Posted on Jul 20 2017 - 10:58pm by Sustainable Pulse

The German government abstained Monday in a vote on allowing EU imports of new multi-herbicide genetically modified soybeans and thereby effectively supported the business interests of Bayer and Dow AgroSciences.


Bayer and Dow AgroSciences want the EU to approve two new genetically modified soybeans for import and usage in food and feed. Both these new soybean plants have been engineered to be resistant to three toxic herbicides known to leave residues after harvest. According to the data available, consumption of the soybeans is likely to pose health risks.

In the vote on Monday this week, the majority of EU member states voted against authorisation of the soybeans. The abstention of Germany was a decisive reason for why the vote failed to return a qualified majority. As things stand, a second vote on the import of these GM soybeans will take place in mid-September.

“Economic interests, such as those of Bayer, should not have priority over the broader interests of society,” says Christoph Then for Testbiotech. “We want the rules to be obeyed.
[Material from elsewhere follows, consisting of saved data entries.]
use anyhow::Result;
use serde::{Deserialize, Serialize};
use std::fs;
use std::path::PathBuf;
use std::time::Duration;

use crate::prefs::StorageArea;

/// Global configuration loaded from `~/.config/socintel/config.toml`.
#[derive(Debug, Clone, PartialEq, Eq, Serialize, Deserialize)]
pub struct SocintelConfig {
    /// Storage area holding the preference blob: "sync" (default) or "local".
    #[serde(default)]
    pub storage_area: StorageArea,
    /// Idle time in milliseconds before an edited lookup URL is saved.
    #[serde(default = "default_debounce_ms")]
    pub debounce_ms: u64,
    /// Optional command used to open lookup URLs (e.g. "xdg-open"). When
    /// unset, lookup URLs are printed.
    #[serde(default)]
    pub launcher: Option<String>,
}

fn default_debounce_ms() -> u64 {
    500
}

impl Default for SocintelConfig {
    fn default() -> Self {
        Self {
            storage_area: StorageArea::default(),
            debounce_ms: default_debounce_ms(),
            launcher: None,
        }
    }
}

impl SocintelConfig {
    pub fn debounce(&self) -> Duration {
        Duration::from_millis(self.debounce_ms)
    }
}

pub fn config_path() -> Result<PathBuf> {
    let xdg_dirs = xdg::BaseDirectories::with_prefix("socintel")?;
    Ok(xdg_dirs.place_config_file("config.toml")?)
}

/// Load configuration from disk, creating a default file if none exists.
pub fn load_or_init() -> Result<SocintelConfig> {
    let path = config_path()?;
    if !path.exists() {
        let default_cfg = SocintelConfig::default();
        let toml = toml::to_string_pretty(&default_cfg)?;
        if let Some(parent) = path.parent() {
            fs::create_dir_all(parent)?;
        }
        fs::write(&path, toml)?;
        tracing::info!("created default config at {}", path.display());
        return Ok(default_cfg);
    }

    let data = fs::read_to_string(&path)?;
    let cfg: SocintelConfig = toml::from_str(&data)?;
    Ok(cfg)
}

#[cfg(test)]
mod tests {
    use super::*;

    #[test]
    fn default_config_values() {
        let cfg = SocintelConfig::default();
        assert_eq!(cfg.storage_area, StorageArea::Sync);
        assert_eq!(cfg.debounce(), Duration::from_millis(500));
        assert!(cfg.launcher.is_none());
    }

    #[test]
    fn config_toml_roundtrip() {
        let cfg = SocintelConfig {
            launcher: Some("xdg-open".to_string()),
            ..SocintelConfig::default()
        };
        let toml = toml::to_string_pretty(&cfg).unwrap();
        let parsed: SocintelConfig = toml::from_str(&toml).unwrap();
        assert_eq!(parsed, cfg);
    }

    #[test]
    fn config_toml_empty_file_uses_defaults() {
        let cfg: SocintelConfig = toml::from_str("").unwrap();
        assert_eq!(cfg, SocintelConfig::default());
    }

    #[test]
    fn config_toml_local_area() {
        let toml = r#"
            storage_area = "local"
            debounce_ms = 250
        "#;
        let cfg: SocintelConfig = toml::from_str(toml).unwrap();
        assert_eq!(cfg.storage_area, StorageArea::Local);
        assert_eq!(cfg.debounce_ms, 250);
    }

    #[test]
    fn config_toml_rejects_unknown_area() {
        assert!(toml::from_str::<SocintelConfig>(r#"storage_area = "cloud""#).is_err());
    }
}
Approval for genetically engineered plants cannot be given if the risks they pose are not sufficiently investigated.”

Testbiotech points out that the herbicides are known to leave residues after harvest, which are thought to pose significant health risks. According to the European Food Safety Authority EFSA, the existing data is not sufficient to assess the health risks. Therefore, Testbiotech is demanding that the political decision-makers reject the applications.

Testbiotech is seeing increasing political support: The Committee for the Environment at the EU Parliament recently made explicit demands for the assessment of residues from spraying GMO crops before market authorisation is granted. Further, in a letter to Testbiotech, the German Minister for the Environment, Barbara Hendricks backed demands to raise standards in the risk assessment of genetically engineered plants.

In a letter to Testbiotech and GeneWatch UK, the responsible EU Commissioner Vytenis Andriukaitis admitted in January that “it is true that the legislation requires cumulative and synergistic effects of pesticide residues to be considered,”

The pending applications concern three soybean events that have been made resistant to two or more herbicides:

  • Glyphosate – which the international expert group IARC has classified as being possibly carcinogenic;
  • Glufosinate – which is classified as being toxic for the reproductive system and is supposed to be removed from the market by end July 2018;
  • Isoxaflutole – which is suspected by EFSA of causing cancer in humans;
  • 2,4-D – which, according to recent publications, is suspected of giving rise to cancerogenic metabolites in the plants.

In the U.S., Brazil and Argentina, where the genetically engineered soybeans are cultivated, further additives are mixed into the herbicide formulations. It is known that some these additives show a higher toxicity than the single substances and are therefore no longer allowed in the EU.